People Magazine did a piece on what it called the “self-made financial pundit” on July 30, 1979, and outlined the Ruff’s take from his “repent, the end is near” predictions:
“Ruff's Chicken Little alert hasn't hurt his own till. His bimonthly doomsday newsletter, The Ruff Times, is booming despite a subscription price of $95 a year. The weekly half-hour TV version, Ruff-house, has spread to 48 stations. He organizes lucrative survival seminars even on Caribbean cruises. His breezily written primer How to Prosper During the Coming Bad Years has been a best-seller for five months and got him a $350,000 paperback advance. The expected pretax profit of his corporation this year: $1.5 million.”
Peter Schiff is a well-known financial analyst and investor. On Oct. 13, 2008, on a TV show hosted by political commentator Glenn Beck, Schiff said of inflation:
“I think it’s already running north of 10 percent. I think pretty soon, maybe a year or two down the line it’s going to be going at least 20 or 30 percent per year. The government won’t admit it, but it will be.”
Inflation, with some small upsurges, has been around two percent or lower since late 2008.
Along with a tendency to panic, there’s also a problem with absolute statements on the optimistic side, but they don’t tend to inspire the same frenzied search to do something to save our economic hides.
In January 2008, former Federal Reserve Chairman Ben Bernanke said, “The Federal Reserve is currently not forecasting a recession.” Everyone knows what came next: a deep, pounding recession. In late 1929, with the Roaring ‘20s still roaring away, economist Irving Fisher said on Oct. 15, 1929, “Stock prices have reached what looks like a permanently high plateau.” Unfortunately for Fisher, that statement was made just a few days before the stock market crash of 1929, which began the Great Depression.

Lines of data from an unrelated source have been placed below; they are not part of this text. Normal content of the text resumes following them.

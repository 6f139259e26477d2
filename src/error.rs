use miette::{Diagnostic, NamedSource, SourceSpan};
use thiserror::Error;

/// Top-level error for everything from reading a book file to writing the MQL dump.
#[derive(Error, Debug, Diagnostic)]
pub enum MqlError {
    #[error("{cause}")]
    #[diagnostic(code(mql::transducer))]
    Transducer {
        #[source_code]
        src: NamedSource<String>,
        #[label("while handling this event")]
        span: SourceSpan,
        #[diagnostic_source]
        cause: TransducerError,
    },

    #[error("Malformed XML: {message}")]
    #[diagnostic(
        code(mql::xml),
        help("The document could not be tokenized. Check that tags are balanced and attributes are quoted.")
    )]
    Xml {
        #[source_code]
        src: NamedSource<String>,
        #[label("the XML reader stopped here")]
        span: SourceSpan,
        message: String,
    },

    #[error("I/O error on {path}")]
    #[diagnostic(code(mql::io))]
    Io {
        path: String,
        #[source]
        source: std::io::Error,
    },

    #[error(transparent)]
    #[diagnostic(
        code(mql::config),
        help("Check the configuration file and the command-line overrides.")
    )]
    Config(#[from] ::config::ConfigError),
}

impl MqlError {
    pub(crate) fn io(path: impl Into<String>, source: std::io::Error) -> Self {
        MqlError::Io {
            path: path.into(),
            source,
        }
    }
}

/// Errors raised by the element state machine. All of them are fatal: an
/// unrecognized construct means the monad and record accounting would be wrong.
#[derive(Error, Debug, Diagnostic, Clone, PartialEq, Eq)]
pub enum TransducerError {
    #[error("Unknown start-tag <{tag}>")]
    #[diagnostic(
        code(transducer::unknown_tag),
        help("Only the OSIS subset used by the Westminster Leningrad Codex is supported.")
    )]
    UnknownTag { tag: String },

    #[error("Unknown seg@type '{value}'")]
    #[diagnostic(
        code(transducer::unknown_segment_type),
        help("Expected one of x-sof-pasuq, x-maqqef, x-paseq, x-pe, x-samekh, x-large, x-reversednun, x-suspended, x-small.")
    )]
    UnknownSegmentType { value: String },

    #[error("Unknown w@type '{value}'")]
    #[diagnostic(
        code(transducer::unknown_word_type),
        help("The only word type understood is x-ketiv.")
    )]
    UnknownWordType { value: String },

    #[error("Unknown token language '{code}' in w@morph '{morph}'")]
    #[diagnostic(
        code(transducer::unsupported_language),
        help("The first character of a morphology code must be H (Hebrew) or A (Aramaic).")
    )]
    UnsupportedLanguage { code: String, morph: String },

    #[error("Malformed osisID '{osis_id}' on <{tag}>: expected {expected}")]
    #[diagnostic(code(transducer::malformed_osis_id))]
    MalformedOsisId {
        tag: String,
        osis_id: String,
        expected: String,
    },

    #[error("<{tag}> is missing the required attribute '{attribute}'")]
    #[diagnostic(code(transducer::missing_attribute))]
    MissingAttribute { tag: String, attribute: String },

    #[error("End-tag </{found}> does not match open element <{expected}>")]
    #[diagnostic(code(transducer::mismatched_end_tag))]
    MismatchedEndTag { expected: String, found: String },

    #[error("Document ended while <{tag}> was still open")]
    #[diagnostic(code(transducer::unclosed_element))]
    UnclosedElement { tag: String },

    #[error("Don't know how to handle text '{text}' closing <{tag}>")]
    #[diagnostic(
        code(transducer::unexpected_text),
        help("Only <w> and <seg> may carry character data outside suppressed subtrees.")
    )]
    UnexpectedText { tag: String, text: String },
}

Today, fear is again on the upswing. An internet search will quickly reveal dire warnings from recognizable names about the dollar’s impending collapse; China’s impending collapse; the U.S. economy’s impending collapse; the world’s impending collapse. Not always, but quite often on the back end of these predictions of catastrophe, are pitches to buy gold, silver, real estate, or some other hedge against inflation, economic depression, and other calamities. The reality is that there are going to be economic downturns, just as there will be economic growth and prosperity.
As accountants and business counselors, we see all types of companies, non-profits, and other organizations in many situations, including being affected by the broader economy. Here are two things that stand out:
- Fear paralyzes.
- Irrational optimism invites dangerous risk.
An individual or organization is in the best position to navigate through the present and into the future if:
- Decisions are made within the framework of a financial strategy that sticks to a plan and allows for flexibility.
- All information is factored into financial decision making.
- Expenses are held to an absolute minimum.
- Tax liability is reduced to its lowest possible level.
- Accounting, auditing, internal controls and other specifics are up-to-date and effectively administered.
- The financial team and management team are working together, constantly.
There’s no guarantee of safety from difficulty. But the above list, at a minimum, are things you can do to wisely manage your finances and to keep you from being pushed around by uncertainty and apprehension. Fear sells, but it doesn’t pay.